What I found striking as the movie began was that these two women played characters you wouldn’t expect them to. In Baby Mama (2008), Poehler played a rough-around-the-edges surrogate mother looking for mother. Fey portrayed the single, successful and cleanly put together character who hires Poehler to carry her baby. In Sisters, however, quite the opposite happens.
Poehler’s character, Maura, is a recently divorced nurse who consistently checks in on her aging parents. Kate, her sister played by Fey, is a single mother struggling to maintain a relationship with her responsible and mature teenaged daughter even though Kate is stuck in her high school partying phase. This characterization of the two actresses was unexpected because of the past characters they’ve played on the screen.
While some people don’t like their comedy because it’s so absurd and mostly situational, I find it to be the most entertaining. Like Bridesmaids and many Saturday Night Live skits, the best part about their comedy is how funny it is to reenact. The one-liners are what make it classic. Everything about the movie is so unrealistic, but the conversations and interactions between the characters foster a hilarious and memorable film.
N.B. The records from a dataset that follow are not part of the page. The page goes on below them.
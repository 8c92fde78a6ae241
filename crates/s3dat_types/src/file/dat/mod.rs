//! DAT graphics container support.
//!
//! A DAT container is a monolithic binary bundle carrying every sprite
//! category the game needs: settler (body) animation sequences, their torso
//! and shadow overlays, landscape tiles, fullscreen GUI images, a palette
//! block, and animation scripts referencing other containers. [`DatFile`]
//! opens such a container, validates the directory, and decodes individual
//! images and sequences on demand; nothing but the header and the index
//! tables is read up front.
//!
//! # File Structure
//!
//! All numbers are little-endian.
//!
//! ```text
//! Offset  Size  Field
//! ------  ----  ------------------------------------------------------
//! 0       33    constant run (FILE_START1)
//! 33      5     pixel-format magic (RGB channel masks, see DatFileType)
//! 38      10    constant run (FILE_START2)
//! 48      4     declared file size, must equal the real length
//! 52      32    eight u32 index-table offsets
//! 84      12    constant run (FILE_HEADER_END)
//! ```
//!
//! Each index table declares its own `u32` category tag (the header slot
//! position is meaningless), a `u16` byte count, a `u16` pointer count, and
//! `pointer_count` absolute sequence offsets. A sequence header is the
//! 7-byte start marker, a `u8` frame count, and per-frame `u32` offsets
//! relative to the sequence header.
//!
//! # Lazy loading
//!
//! Construction parses the header and the eight index tables. Images and
//! sequences are decoded on first access through the per-category
//! [`DatBitmapTranslator`]s and cached; each slot is materialized at most
//! once, and a slot whose decode failed is pinned to the null image or the
//! empty sequence so the failure is not retried. All cursor access and cache
//! bookkeeping happens under one internal lock, so a shared [`DatFile`] can
//! be used from several threads.
//!
//! # Examples
//!
//! ```no_run
//! use s3dat_types::file::dat::{
//!     ByteCursor, DatBitmapTranslator, DatFile, DatFileType, SequenceCategory, TranslatorSet,
//! };
//! use s3dat_types::file::{Bitmap, DatError};
//!
//! /// Payload decoder for the demo: `u16` width, `u16` height, raw RGBA.
//! #[derive(Clone)]
//! struct RawRgba;
//!
//! impl DatBitmapTranslator for RawRgba {
//!     fn decode(&self, cursor: &mut ByteCursor, _: DatFileType) -> Result<Bitmap, DatError> {
//!         let width = cursor.read_u16()?;
//!         let height = cursor.read_u16()?;
//!         let mut pixels = vec![0u8; usize::from(width) * usize::from(height) * 4];
//!         cursor.read_exact(&mut pixels)?;
//!         Ok(Bitmap::new(width, height, 0, 0, pixels))
//!     }
//! }
//!
//! # fn main() -> Result<(), DatError> {
//! let dat = DatFile::open(
//!     "siedler3_15.f8007e01f.dat",
//!     DatFileType::Rgb565,
//!     TranslatorSet::uniform(RawRgba),
//!     true,
//! )?;
//!
//! println!("{} settler sequences", dat.sequence_count(SequenceCategory::Settlers));
//!
//! let sequence = dat.settler_sequence(0)?;
//! for frame in &sequence {
//!     println!("{}", frame);
//! }
//! # Ok(())
//! # }
//! ```

use std::path::{Path, PathBuf};
use std::sync::{Mutex, PoisonError};

use log::{error, info, warn};

use crate::file::DatError;

pub mod animation;
pub mod constants;
pub mod cursor;
pub mod file_type;
mod header;
pub mod image;
pub mod index;
pub mod sequence;
pub mod translator;

pub use animation::{AnimationFrameInfo, DatFileResolver, compose_animation};
pub use cursor::ByteCursor;
pub use file_type::DatFileType;
pub use image::{Bitmap, Image, SettlerFrame};
pub use index::SequenceCategory;
pub use sequence::Sequence;
pub use translator::{DatBitmapTranslator, TranslatorSet};

/// Lazily loaded DAT graphics container.
///
/// See the [module documentation](self) for the file layout and the loading
/// model.
#[derive(Debug)]
pub struct DatFile {
	path: Option<PathBuf>,
	file_type: DatFileType,
	translators: TranslatorSet,

	settler_starts: Vec<u32>,
	torso_starts: Vec<i64>,
	shadow_starts: Vec<i64>,
	landscape_starts: Vec<u32>,
	gui_starts: Vec<u32>,
	animation_starts: Vec<u32>,

	state: Mutex<ReaderState>,
}

/// Cursor and caches, guarded by one lock so a seek + read + decode + cache
/// insert is a single atomic step.
#[derive(Debug)]
struct ReaderState {
	cursor: ByteCursor,
	settler_sequences: Vec<Option<Sequence<SettlerFrame>>>,
	landscape_images: Vec<Option<Image>>,
	gui_images: Vec<Option<Image>>,
}

/// Index tables as assigned by tag, before absent ones collapse to empty.
#[derive(Default)]
struct RawTables {
	settlers: Option<Vec<u32>>,
	torsos: Option<Vec<u32>>,
	shadows: Option<Vec<u32>>,
	landscape: Option<Vec<u32>>,
	gui: Option<Vec<u32>>,
	animation_info: Option<Vec<u32>>,
}

impl RawTables {
	fn assign(&mut self, block: index::IndexBlock) {
		match SequenceCategory::from_tag(block.tag) {
			Some(SequenceCategory::Settlers) => self.settlers = Some(block.pointers),
			Some(SequenceCategory::Torsos) => self.torsos = Some(block.pointers),
			Some(SequenceCategory::Shadows) => self.shadows = Some(block.pointers),
			Some(SequenceCategory::Landscape) => self.landscape = Some(block.pointers),
			Some(SequenceCategory::Gui) => self.gui = Some(block.pointers),
			Some(SequenceCategory::AnimationInfo) => self.animation_info = Some(block.pointers),
			// unknown tags are logged by the index parser and dropped here
			None => {}
		}
	}
}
The writer for the movie, Paula Pell, also made an appearance as Kate’s interim roommate who eventually kicks her out for being the irresponsible and chaotic person she is. Pell also writes for Saturday Night Live and has provided additional writing for Bridesmaids and 30 Rock, hence why the humor is similar. She has also been seen as Ron Swanson’s mother in Parks and Recreation.
There is one scene in the movie when the sisters return to their childhood home, finding out that their parents are moving out and are going through their old things. They find their high school diaries – Kate’s entries are all about the guys she hooked up with and how drunk she got at the wild parties they threw; Maura’s entries are about how excited she got being the “party mom.” Overall, Maura’s diaries were quite pathetic in juxtaposition to Kate’s crazy character. What makes this so hilarious is that Maura’s diary entries come from Pell’s actual diary as a kid.
Although Sisters hasn’t been raved about as much as Star Wars, Joy, The Danish Girl and other recent movies (probably because of its competition with Star Wars for the opening night), it was still entertaining. Yes, I’ve seen it twice now. Fey and Poehler are continuously strengthening their dominance as one of the leading female duos in comedy and film. The night after Sisters premiered, the two of them hosted Saturday Night Live. That’s another story in itself.